When we talk about needing to change our bodies in these ways we are essentially belittling ourselves. It can be either in or out of gear, in social settings, or just being friendly with each other and in all these cases not necessarily thinking about all the things that come out of our mouths. No, I’m not talking about the cock or ball-gag that falls out, but the language we use. And I think we should think about that.

Why do we use such irrelevant and toxic rhetoric when talking about our bodies? I believe it’s because of the ways we have been socialized to see our own and other people’s bodies as well as the notion we’ve been led to believe, of diet and exercise being tied to stomach size, and more importantly: body fat. It’s because of the ways we have been socialized to see body fat as something to be ashamed of and necessary to ‘work off’. Fat-shaming comes in all shapes and sizes, and a simple phrase like I have to work out more, serves as a very clear example of it.
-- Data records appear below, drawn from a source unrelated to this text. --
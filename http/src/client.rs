use std::fmt;
use std::sync::Arc;

use halifax_core::{ApiResponse, DomainError, ErrorKind};
use http::{HeaderValue, Method, StatusCode, header::AUTHORIZATION};
use serde::Serialize;
use serde::de::{DeserializeOwned, IgnoredAny};
use url::Url;

use crate::error::{ClientError, Result};
use crate::request::{ApiRequest, build_request};
use crate::transport::{ReqwestTransport, Transport};

// Upper bound on how much of an unreadable body goes into the log.
const LOGGED_BODY_LIMIT: usize = 2048;

/// Base for typed clients of Halifax APIs.
///
/// Concrete clients hold one of these and call [`HalifaxClient::get`] and
/// friends. Each call is one attempt: build, send, unwrap the envelope.
///
/// ```ignore
/// struct OrdersClient {
///     inner: HalifaxClient,
/// }
///
/// impl OrdersClient {
///     async fn order(&self, id: u64) -> halifax_http::Result<Option<Order>> {
///         self.inner.get(&format!("orders/{id}")).await
///     }
/// }
/// ```
#[derive(Clone)]
pub struct HalifaxClient {
    name: Arc<str>,
    base_url: Url,
    transport: Arc<dyn Transport>,
    bearer_token: Option<HeaderValue>,
}

impl fmt::Debug for HalifaxClient {
    fn fmt(&self, f: &mut fmt::Formatter<'_>) -> fmt::Result {
        f.debug_struct("HalifaxClient")
            .field("name", &self.name)
            .field("base_url", &self.base_url.as_str())
            .finish_non_exhaustive()
    }
}

impl HalifaxClient {
    /// Client named `name` (used in diagnostics) talking to `base_url` over reqwest.
    pub fn new(name: impl Into<String>, base_url: &str) -> Result<Self> {
        let base_url = Url::parse(base_url)?;
        Ok(Self::with_transport(
            name,
            base_url,
            Arc::new(ReqwestTransport::default()),
        ))
    }

    pub fn with_transport(
        name: impl Into<String>,
        base_url: Url,
        transport: Arc<dyn Transport>,
    ) -> Self {
        Self {
            name: Arc::from(name.into()),
            base_url: with_trailing_slash(base_url),
            transport,
            bearer_token: None,
        }
    }

    /// Send `Authorization: Bearer <token>` with every request.
    pub fn with_bearer_token(mut self, token: &str) -> Result<Self> {
        let mut value = HeaderValue::from_str(&format!("Bearer {token}"))?;
        value.set_sensitive(true);
        self.bearer_token = Some(value);
        Ok(self)
    }

    pub fn name(&self) -> &str {
        &self.name
    }

    pub fn base_url(&self) -> &Url {
        &self.base_url
    }

    /// Resolve `path` against the base URL. Relative paths keep the base path.
    pub fn url(&self, path: &str) -> Result<Url> {
        Ok(self.base_url.join(path)?)
    }

    /// Build a request for `path`, with the client's credentials attached.
    pub fn request<B>(&self, method: Method, path: &str, body: Option<&B>) -> Result<ApiRequest>
    where
        B: Serialize + ?Sized,
    {
        let mut request = build_request(method, self.url(path)?, body)?;
        if let Some(token) = &self.bearer_token {
            request.headers.insert(AUTHORIZATION, token.clone());
        }
        Ok(request)
    }

    pub async fn get<T: DeserializeOwned>(&self, path: &str) -> Result<Option<T>> {
        let request = self.request::<()>(Method::GET, path, None)?;
        self.send(request).await
    }

    pub async fn post<B, T>(&self, path: &str, body: &B) -> Result<Option<T>>
    where
        B: Serialize + ?Sized,
        T: DeserializeOwned,
    {
        let request = self.request(Method::POST, path, Some(body))?;
        self.send(request).await
    }

    pub async fn put<B, T>(&self, path: &str, body: &B) -> Result<Option<T>>
    where
        B: Serialize + ?Sized,
        T: DeserializeOwned,
    {
        let request = self.request(Method::PUT, path, Some(body))?;
        self.send(request).await
    }

    pub async fn patch<B, T>(&self, path: &str, body: &B) -> Result<Option<T>>
    where
        B: Serialize + ?Sized,
        T: DeserializeOwned,
    {
        let request = self.request(Method::PATCH, path, Some(body))?;
        self.send(request).await
    }

    pub async fn delete<T: DeserializeOwned>(&self, path: &str) -> Result<Option<T>> {
        let request = self.request::<()>(Method::DELETE, path, None)?;
        self.send(request).await
    }

    /// Send one request and unwrap the envelope.
    ///
    /// - 2xx: `data` of the envelope; `Ok(None)` when the server sent none
    /// - 400 / 401 / 404 with an error message: [`ClientError::Domain`]
    /// - any other status: [`ClientError::Unsuccessful`]
    /// - body not matching the envelope, or a blank error message: [`ClientError::ResponseUnreadable`]
    pub async fn send<T: DeserializeOwned>(&self, request: ApiRequest) -> Result<Option<T>> {
        let url = request.url.clone();

        let response = match self.transport.send(request).await {
            Ok(response) => response,
            Err(source) => {
                tracing::error!(client = %self.name, %url, error = %source, "request failed");
                return Err(ClientError::Transport {
                    client: self.name.to_string(),
                    url: url.to_string(),
                    source,
                });
            }
        };

        let status = response.status;

        if status.is_success() {
            return match serde_json::from_slice::<ApiResponse<T>>(&response.body) {
                Ok(envelope) => Ok(envelope.into_data()),
                Err(err) => {
                    tracing::error!(
                        client = %self.name,
                        %url,
                        status = status.as_u16(),
                        error = %err,
                        body = %logged_body(&response.body),
                        "error parsing the response"
                    );
                    Err(self.unreadable(&url))
                }
            };
        }

        Err(self.failure(&url, status, &response.body))
    }

    fn failure(&self, url: &Url, status: StatusCode, body: &[u8]) -> ClientError {
        let Some(kind) = ErrorKind::from_status(status) else {
            return self.unsuccessful(url, status);
        };

        let envelope = match serde_json::from_slice::<ApiResponse<IgnoredAny>>(body) {
            Ok(envelope) => envelope,
            Err(err) => {
                tracing::error!(
                    client = %self.name,
                    %url,
                    status = status.as_u16(),
                    error = %err,
                    body = %logged_body(body),
                    "error parsing the response"
                );
                return self.unreadable(url);
            }
        };

        let Some(message) = envelope.error_message() else {
            tracing::warn!(
                client = %self.name,
                %url,
                status = status.as_u16(),
                body = %logged_body(body),
                "response model doesn't have error information"
            );
            return self.unreadable(url);
        };

        let Some(err) = DomainError::from_kind(kind, message) else {
            return self.unsuccessful(url, status);
        };

        tracing::debug!(client = %self.name, %url, status = status.as_u16(), error = %err, "business error");
        ClientError::Domain(err)
    }

    fn unsuccessful(&self, url: &Url, status: StatusCode) -> ClientError {
        tracing::error!(
            client = %self.name,
            %url,
            status = status.as_u16(),
            "unsuccessful request"
        );
        ClientError::Unsuccessful {
            client: self.name.to_string(),
            url: url.to_string(),
            status,
        }
    }

    fn unreadable(&self, url: &Url) -> ClientError {
        ClientError::ResponseUnreadable {
            client: self.name.to_string(),
            url: url.to_string(),
        }
    }
}

fn with_trailing_slash(mut url: Url) -> Url {
    if !url.path().ends_with('/') {
        let path = format!("{}/", url.path());
        url.set_path(&path);
    }
    url
}

fn logged_body(body: &[u8]) -> String {
    let end = body.len().min(LOGGED_BODY_LIMIT);
    let mut text = String::from_utf8_lossy(&body[..end]).into_owned();
    if body.len() > end {
        text.push_str("...");
    }
    text
}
We should all know by now that the diet and exercise industries work very hard to make sure we believe their schemes. Lucky for me, I realized long ago that it’s all a big capitalist scam. They just want us to keep desiring to look like the models in the ads, and put the blame on ourselves if we don’t.

The problem is, these voices in our heads that try to tell us our bodies are bad or wrong, are just the byproduct of these industries, most media we’ve consumed, and dated ways of thinking of bodies and health. All that garbage has created little bullies in each of our heads. Every time we speak these words we are giving those little bullies ammunition. It can be an endless battle for many, and for some a losing one. The other problem with saying these things aloud is that we not only bring it into our realities, but also for those around us. This can leave others feeling bad about their bodies too, because it’s awoken their inner bullies, naturally. We all have them, it’s just a matter of how we deal with them. Over time, we learn to ignore them better and know that they aren’t real. But surely not everyone is there yet.
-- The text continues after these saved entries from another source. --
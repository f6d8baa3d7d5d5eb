//! Server-side half of Halifax: an axum stack that answers every request with
//! the standard JSON envelope.
//!
//! - [`HalifaxConfig`]: explicit configuration loaded once at startup
//! - [`Halifax`]: wraps application routes with auth, CORS, Swagger and error mapping
//! - [`AppError`] / [`ApiJson`]: handler return types rendered as envelopes
//! - [`Principal`]: extractor for routes that require a verified bearer token

mod app;
pub mod config;
pub mod docs;
pub mod error;
pub mod extractors;
pub mod middleware;
pub mod response;
pub mod services;

pub use app::{Halifax, init_panic_hook, init_tracing, serve};
pub use config::{AppEnv, AuthConfig, AuthKey, ConfigError, HalifaxConfig};
pub use error::AppError;
pub use extractors::Principal;
pub use halifax_core::{ApiError, ApiResponse, DomainError, ErrorKind};
pub use response::ApiJson;
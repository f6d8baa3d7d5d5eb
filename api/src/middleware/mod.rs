/*
 * Responsibility
 * - middleware の公開インターフェース
 * - auth (bearer), cors, http (request id / trace / limit / timeout / panic)
 */
pub mod auth;
pub mod cors;
pub mod http;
The point I’m trying to make here is that fetish is about pleasure, it’s about feeling good. So, when feeling good about ourselves gets interrupted by something as simple as a few of those simple words that make us feel bad about our bodies, then why not avoid saying them altogether? It’s really not that hard to do. It’s just a simple task of waiting a minute before self-deprecating; take a breath, let it pass and you will see how much more pleasurable it all can be. So the next time you get into new leather, rubber, or whatever gear turns your crank, know that any voice in your head that tells you that you need to change any part of your body, is wrong! Or if that voice happens to speak to you while you’re at the shop I’ll never hesitate to remind you of that.